Aim of the task: Whenever a line of the records below contains the word "Result", copy that line.

Provided material:
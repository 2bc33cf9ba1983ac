//! Integration tests for the pdfweb CLI
//!
//! Runs the compiled binary against image and PDF fixtures written to a
//! temporary directory.

use anyhow::Result;
use image::{DynamicImage, ImageFormat, Rgb, RgbImage};
use pretty_assertions::assert_eq;
use std::fs;
use std::path::{Path, PathBuf};
use std::process::Command;
use tempfile::{tempdir, TempDir};

/// Test helper to get the CLI binary path
fn get_cli_path() -> PathBuf {
    let mut path = std::env::current_exe().unwrap();
    path.pop(); // Remove test binary name
    if path.ends_with("deps") {
        path.pop(); // Remove "deps" directory
    }
    path.push("pdfweb");
    #[cfg(windows)]
    path.set_extension("exe");
    path
}

fn setup_temp_dir() -> TempDir {
    tempdir().expect("Failed to create temp directory")
}

fn run_cli_command(args: &[&str]) -> Result<std::process::Output> {
    let output = Command::new(get_cli_path()).args(args).output()?;
    Ok(output)
}

fn write_image(dir: &Path, name: &str, width: u32, height: u32) -> PathBuf {
    let path = dir.join(name);
    let format = ImageFormat::from_path(&path).expect("known image extension");
    DynamicImage::ImageRgb8(RgbImage::from_pixel(width, height, Rgb([10, 120, 200])))
        .save_with_format(&path, format)
        .expect("Failed to write image fixture");
    path
}

fn assert_pdf_exists_and_valid(path: &Path) {
    assert!(path.exists(), "PDF file should exist: {}", path.display());
    let content = fs::read(path).expect("Failed to read PDF file");
    assert!(
        content.starts_with(b"%PDF-"),
        "File should start with PDF header"
    );
}

fn path_str(path: &Path) -> &str {
    path.to_str().unwrap()
}

#[test]
fn test_cli_images_merged() {
    let temp_dir = setup_temp_dir();
    let a = write_image(temp_dir.path(), "a.png", 30, 20);
    let b = write_image(temp_dir.path(), "b.jpg", 20, 30);
    let output_path = temp_dir.path().join("album.pdf");

    let output = run_cli_command(&[
        "images",
        path_str(&b),
        path_str(&a),
        "-o",
        path_str(&output_path),
        "--style",
        "a4-margins",
    ])
    .expect("CLI command should run");

    assert!(
        output.status.success(),
        "stderr: {}",
        String::from_utf8_lossy(&output.stderr)
    );
    assert_pdf_exists_and_valid(&output_path);

    let stdout = String::from_utf8_lossy(&output.stdout);
    assert!(stdout.contains("Wrote 2 page(s)"), "stdout: {stdout}");
}

#[test]
fn test_cli_images_per_file_zip() {
    let temp_dir = setup_temp_dir();
    let files: Vec<PathBuf> = ["one.png", "two.png", "three.png"]
        .iter()
        .map(|name| write_image(temp_dir.path(), name, 12, 12))
        .collect();
    let output_path = temp_dir.path().join("pages.zip");

    let mut args = vec!["images"];
    args.extend(files.iter().map(|p| path_str(p)));
    args.extend(["-o", path_str(&output_path), "--per-file", "--order", "as-is"]);

    let output = run_cli_command(&args).expect("CLI command should run");
    assert!(output.status.success());

    let archive = fs::File::open(&output_path).unwrap();
    let archive = zip::ZipArchive::new(archive).unwrap();
    let mut names: Vec<&str> = archive.file_names().collect();
    names.sort();
    assert_eq!(names, ["one.pdf", "three.pdf", "two.pdf"]);
}

#[test]
fn test_cli_images_rejects_non_image() {
    let temp_dir = setup_temp_dir();
    let image = write_image(temp_dir.path(), "a.png", 10, 10);
    let notes = temp_dir.path().join("notes.txt");
    fs::write(&notes, "hello").unwrap();
    let output_path = temp_dir.path().join("out.pdf");

    let output = run_cli_command(&[
        "images",
        path_str(&image),
        path_str(&notes),
        "-o",
        path_str(&output_path),
    ])
    .expect("CLI command should run");

    assert!(!output.status.success());
    assert!(!output_path.exists());
    let stderr = String::from_utf8_lossy(&output.stderr);
    assert!(stderr.contains("notes.txt is not an image"), "stderr: {stderr}");
}

#[test]
fn test_cli_invalid_order() {
    let temp_dir = setup_temp_dir();
    let image = write_image(temp_dir.path(), "a.png", 10, 10);

    let output = run_cli_command(&[
        "images",
        path_str(&image),
        "-o",
        "out.pdf",
        "--order",
        "random",
    ])
    .expect("CLI command should run");

    assert!(!output.status.success());
}

#[test]
fn test_cli_merge() {
    let temp_dir = setup_temp_dir();
    let image = write_image(temp_dir.path(), "page.png", 16, 16);

    let first = temp_dir.path().join("first.pdf");
    let second = temp_dir.path().join("second.pdf");
    for target in [&first, &second] {
        let output = run_cli_command(&["images", path_str(&image), "-o", path_str(target)])
            .expect("CLI command should run");
        assert!(output.status.success());
    }

    let merged = temp_dir.path().join("merged.pdf");
    let output = run_cli_command(&[
        "merge",
        path_str(&first),
        path_str(&second),
        "-o",
        path_str(&merged),
    ])
    .expect("CLI command should run");

    assert!(
        output.status.success(),
        "stderr: {}",
        String::from_utf8_lossy(&output.stderr)
    );
    assert_pdf_exists_and_valid(&merged);
    let stdout = String::from_utf8_lossy(&output.stdout);
    assert!(stdout.contains("Merged 2 file(s), 2 page(s)"), "stdout: {stdout}");
}

#[test]
fn test_cli_merge_nothing_valid() {
    let temp_dir = setup_temp_dir();
    let notes = temp_dir.path().join("notes.txt");
    fs::write(&notes, "not a pdf").unwrap();

    let output = run_cli_command(&["merge", path_str(&notes), "-o", "merged.pdf"])
        .expect("CLI command should run");

    assert!(!output.status.success());
    let stderr = String::from_utf8_lossy(&output.stderr);
    assert!(stderr.contains("Skipped notes.txt: not a PDF"), "stderr: {stderr}");
}

#[test]
fn test_cli_word_missing_converter() {
    let temp_dir = setup_temp_dir();
    let doc = temp_dir.path().join("letter.docx");
    fs::write(&doc, "PK fake").unwrap();

    let output = run_cli_command(&[
        "word",
        path_str(&doc),
        "--soffice",
        "/nonexistent/pdfweb/soffice",
    ])
    .expect("CLI command should run");

    assert!(!output.status.success());
    assert!(!temp_dir.path().join("letter.pdf").exists());
    let stderr = String::from_utf8_lossy(&output.stderr);
    assert!(stderr.contains("LibreOffice not found"), "stderr: {stderr}");
}

#[test]
fn test_cli_help() {
    let output = run_cli_command(&["--help"]).expect("CLI command should run");
    assert!(output.status.success());

    let stdout = String::from_utf8_lossy(&output.stdout);
    for command in ["images", "merge", "word"] {
        assert!(stdout.contains(command), "help should list {command}");
    }
}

Written answer:
use anyhow::Result;
fn run_cli_command(args: &[&str]) -> Result<std::process::Output> {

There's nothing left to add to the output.